PKCζ degradation is initiated at the cell plasma membrane. (A) COS-7 cells were transfected with FLAG-WT-PKCζ (WT) or FLAG-T410A-PKCζ (T410A) and exposed to 1.5% O₂ for 10 min, and pPKCζ levels in the isolated plasma membrane fraction were determined by Western blot to assess PKCζ translocation to the plasma membrane as described in SI Appendix, SI Experimental Procedures. E-cadherin was used as loading control for membrane fraction, and β-actin was used as a marker of cytosolic proteins. Representative immunoblots from four independent experiments are shown. (B) Isolated plasma membrane proteins from rat ATII cells exposed to normoxia or 1.5% O₂ were immunoblotted using an anti-PKCζ antibody. E-cadherin was used as loading control (n = 3). Statistical significance was calculated using one-way ANOVA and the Dunnett’s multiple comparisons test (**P < 0.01). (C) COS-7 cells were cotransfected with FLAG-WT-PKCζ (WT) and HA-HOIL-1L; after 4 h of normoxia or 1.5% O₂ exposure, plasma membrane proteins were isolated and used for coimmunoprecipitation using anti-FLAG antibody and immunoblotted for pPKCζ and HOIL-1L. FLAG was used as a loading control. β-Actin and CD29 are shown as loading controls for cytosolic and membrane fraction, respectively.

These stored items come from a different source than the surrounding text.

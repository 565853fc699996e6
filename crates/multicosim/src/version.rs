//! Version information for multicosim.

/// Crate version from Cargo.toml
pub const MULTICOSIM_VERSION: &str = env!("CARGO_PKG_VERSION");

/// Wire protocol version carried in every envelope.
///
/// Bump when the envelope shape or message semantics change. Peers reject
/// envelopes with a different version instead of guessing.
pub const PROTOCOL_VERSION: u32 = 1;

/// Version information for a running host or controller.
#[derive(Debug, Clone, PartialEq, Eq, serde::Serialize)]
pub struct VersionInfo {
    pub multicosim: &'static str,
    pub protocol: u32,
}

impl Default for VersionInfo {
    fn default() -> Self {
        Self {
            multicosim: MULTICOSIM_VERSION,
            protocol: PROTOCOL_VERSION,
        }
    }
}

impl VersionInfo {
    pub fn new() -> Self {
        Self::default()
    }
}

Representative immunoblots from at least three independent experiments are shown. (D) PKCζ ubiquitination was evaluated in COS-7 cells transfected with FLAG-PKCζ-WT. After 4 h of hypoxia, an immunoprecipitation with anti-FLAG antibody was performed in isolated plasma membrane and immunoblotted for Lys-48 poliubiquitylation. Representative immunoblots from at least three independent experiments are shown.